The book draws its title from the song "Since I Fell for You,"
written by one-hit wonder Lenny Welch and covered by dozens upon dozens of other
performers. As a character reflects, it's not a love song so much as a loss
song, "the lament of someone trapped in a hopeless
addiction to a heartless lover who will, there is no doubt, ultimately destroy
him." The song reappears, like a leitmotif, throughout the text, although
it disguises one of the book's greatest mysteries.
If not for a prologue in which thirty-seven-year-old Rachel Childs shoots her husband dead while on
a boat in Boston Harbor, Since We Fell might seem like a completely
different novel for a substantial fraction of its length. The first quarter of
the novel details the years between 1977 and 2010. Much of the plot here
pertains to her quest to find out who her father is. Although she has vague memories of the man from
her early childhood before he left them, all she knows is that his name is James and that he
was an
instructor at a local college.
Rachel's controlling, toxic and manipulative mother found excuses to delay telling
her about her father, and then a fatal accident stole any chance that the two
would ever have that discussion. By then, Rachel was 21, attending college.
She's left well-enough off to hire a private investigator named Brian Delacroix
to track down James. He dissuades her, primarily because she doesn't have enough
information and he he doesn't want to waste her money. She will encounter Brian
again off and on in subsequent years. She's fascinated by him at times and put
off or disappointed in him at others.
Her career trajectory is rapid and crushing. After grad school, she goes to
work for the Boston Globe, migrates to a local TV station, where she rises
rapidly through the ranks until she comes to the notice of a producer (who
becomes her first husband) who helps get her big chance with the "Big
Six" networks in New York. She covers the aftermath of the 2010 earthquake
in Haiti but is so affected by the tragedy that her downbeat stories dismay her
editors stateside. Despite being given a second chance, she has an on-air
meltdown that goes viral, ending her career in journalism and, by the same
token, her marriage.
The events of the first section leave Rachel in a vulnerable position. Her
quest to find her father—and, by proxy, her own identity—has successes and
setbacks, but she suffers abandonment issues and resentment toward her mother.
Already prone to anxiety attacks, her public humiliation causes her to suffer
self-doubt and agoraphobia. For long stretches she refuses to leave her
apartment except during times when she's unlikely to encounter many
people. Then she meets Brian, the former detective, again, and they embark on a
whirlwind romance. He's the perfect man for her, patient and loving, coaxing her
out of her self-imposed exile from society. She's working on a book about her
experiences in Haiti, and is mostly happy. Still, she experiences self-doubt
and self-recrimination, and has the occasional hallucination.

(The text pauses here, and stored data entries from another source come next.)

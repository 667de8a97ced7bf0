//! GitHub client traits
//!
//! `GitHubClient` is what every client implementation must satisfy.
//! `ClientProvider` hands out clients for a given token, so callers do not
//! need to know how clients are built or cached.

use crate::error::GitHubError;
use crate::types::{PullRequest, PullRequestFiles};
use async_trait::async_trait;
use std::sync::Arc;

/// GitHub API client trait
///
/// Defines the interface for reading pull request data from the GitHub API.
///
/// # Thread Safety
///
/// Implementations must be `Send + Sync` to allow sharing across
/// async tasks and threads.
///
/// # Example
///
/// ```rust,ignore
/// use gh_client::{GitHubClient, PullRequest};
///
/// async fn title(client: &dyn GitHubClient) -> Result<String, gh_client::GitHubError> {
///     Ok(client.fetch_pull_request("rust-lang", "rust", 1).await?.title)
/// }
/// ```
#[async_trait]
pub trait GitHubClient: Send + Sync {
    /// Fetch a single pull request by number
    ///
    /// # Arguments
    ///
    /// * `owner` - Repository owner
    /// * `repo` - Repository name
    /// * `pr_number` - Pull request number
    ///
    /// # Returns
    ///
    /// The pull request metadata, or an error if not found.
    async fn fetch_pull_request(
        &self,
        owner: &str,
        repo: &str,
        pr_number: u64,
    ) -> Result<PullRequest, GitHubError>;

    /// Fetch the files changed by a pull request
    ///
    /// Pages through the listing transparently until `max_files` files
    /// were collected or no further page exists.
    ///
    /// # Arguments
    ///
    /// * `owner` - Repository owner
    /// * `repo` - Repository name
    /// * `pr_number` - Pull request number
    /// * `max_files` - Upper bound on the number of files returned
    ///
    /// # Returns
    ///
    /// Files in API order plus a flag telling whether the cap was hit.
    async fn fetch_pull_request_files(
        &self,
        owner: &str,
        repo: &str,
        pr_number: u64,
        max_files: usize,
    ) -> Result<PullRequestFiles, GitHubError>;
}

/// Source of GitHub clients keyed by authentication token
///
/// `token` is the explicitly configured token; `None` lets the provider
/// fall back to whatever ambient credentials it knows about.
#[async_trait]
pub trait ClientProvider: Send + Sync {
    async fn client(&self, token: Option<&str>) -> Result<Arc<dyn GitHubClient>, GitHubError>;
}
//! Incremental server-sent-events parsing
//!
//! Both providers stream their output as `text/event-stream`. The parser is
//! fed raw body chunks as they arrive; chunk boundaries may fall anywhere,
//! including inside a UTF-8 sequence or between `\r` and `\n`.

use futures::stream::{BoxStream, Stream, StreamExt};
use std::collections::VecDeque;

/// One dispatched SSE event
#[derive(Debug, Clone, Default, PartialEq, Eq)]
pub struct SseEvent {
    /// Value of the `event:` field, if any
    pub event: Option<String>,
    /// `data:` lines joined with `\n`
    pub data: String,
}

/// Line-buffering SSE parser
#[derive(Debug, Default)]
pub struct SseParser {
    buffer: Vec<u8>,
    event: Option<String>,
    data: Vec<String>,
}

impl SseParser {
    pub fn new() -> Self {
        Self::default()
    }

    /// Feed a body chunk and return every event completed by it
    pub fn feed(&mut self, chunk: &[u8]) -> Vec<SseEvent> {
        self.buffer.extend_from_slice(chunk);

        let mut events = Vec::new();
        while let Some(pos) = self.buffer.iter().position(|b| *b == b'\n') {
            let line: Vec<u8> = self.buffer.drain(..=pos).collect();
            let line = String::from_utf8_lossy(&line[..line.len() - 1]);
            let line = line.strip_suffix('\r').unwrap_or(&line);
            if let Some(event) = self.process_line(line) {
                events.push(event);
            }
        }
        events
    }

    /// Flush whatever is left once the body ended
    pub fn finish(&mut self) -> Vec<SseEvent> {
        let mut events = Vec::new();
        if !self.buffer.is_empty() {
            let rest = std::mem::take(&mut self.buffer);
            let line = String::from_utf8_lossy(&rest).into_owned();
            if let Some(event) = self.process_line(line.trim_end_matches('\r')) {
                events.push(event);
            }
        }
        if let Some(event) = self.dispatch() {
            events.push(event);
        }
        events
    }

    fn process_line(&mut self, line: &str) -> Option<SseEvent> {
        if line.is_empty() {
            return self.dispatch();
        }
        if line.starts_with(':') {
            return None;
        }

        let (field, value) = match line.split_once(':') {
            Some((field, value)) => (field, value.strip_prefix(' ').unwrap_or(value)),
            None => (line, ""),
        };
        match field {
            "event" => self.event = Some(value.to_string()),
            "data" => self.data.push(value.to_string()),
            _ => {}
        }
        None
    }

    fn dispatch(&mut self) -> Option<SseEvent> {
        let event = self.event.take();
        if self.data.is_empty() {
            return None;
        }
        let data = std::mem::take(&mut self.data).join("\n");
        Some(SseEvent { event, data })
    }
}

struct EventStreamState<S> {
    body: S,
    parser: SseParser,
    pending: VecDeque<SseEvent>,
    done: bool,
}

/// Turn a stream of body chunks into a stream of SSE events
///
/// A body error ends the stream after being yielded.
pub fn event_stream<S, B, E>(body: S) -> BoxStream<'static, Result<SseEvent, E>>
where
    S: Stream<Item = Result<B, E>> + Send + Unpin + 'static,
    B: AsRef<[u8]> + Send + 'static,
    E: Send + 'static,
{
    let state = EventStreamState {
        body,
        parser: SseParser::new(),
        pending: VecDeque::new(),
        done: false,
    };

    futures::stream::unfold(state, |mut state| async move {
        loop {
            if let Some(event) = state.pending.pop_front() {
                return Some((Ok(event), state));
            }
            if state.done {
                return None;
            }
            match state.body.next().await {
                Some(Ok(chunk)) => {
                    let events = state.parser.feed(chunk.as_ref());
                    state.pending.extend(events);
                }
                Some(Err(e)) => {
                    state.done = true;
                    return Some((Err(e), state));
                }
                None => {
                    state.done = true;
                    let events = state.parser.finish();
                    state.pending.extend(events);
                }
            }
        }
    })
    .boxed()
}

Then her world rapidly falls apart once more. She suffers a cataclysmic loss of faith
and trust in her second husband. She comes to believe that he isn't traveling abroad on
business trips when he says he is, even though he sends her a selfie from his
overseas hotel to assuage her doubts. Is she paranoid, or are her suspicions
justified? She's seen things that weren't there before, so by this
point in the book, readers will know enough about her history to have doubts.
From this point onward, a little over halfway through the book, Since We
Fell becomes a full-tilt thriller. Rachel is forced to grapple with and
overcome her carefully constructed but fragile version of her own identity when
she is faced with a monumental fraud that has been perpetrated against her. How
can someone who is overwhelmed by crowds prevail under conditions of high stress
and mortal danger? That seems to be the question Lehane is asking in this novel.
It takes him a while to get there, but the preliminary matter is all necessary
to completely familiarize readers with Rachel's nature. The extended setup makes
what follows much more effective and harrowing.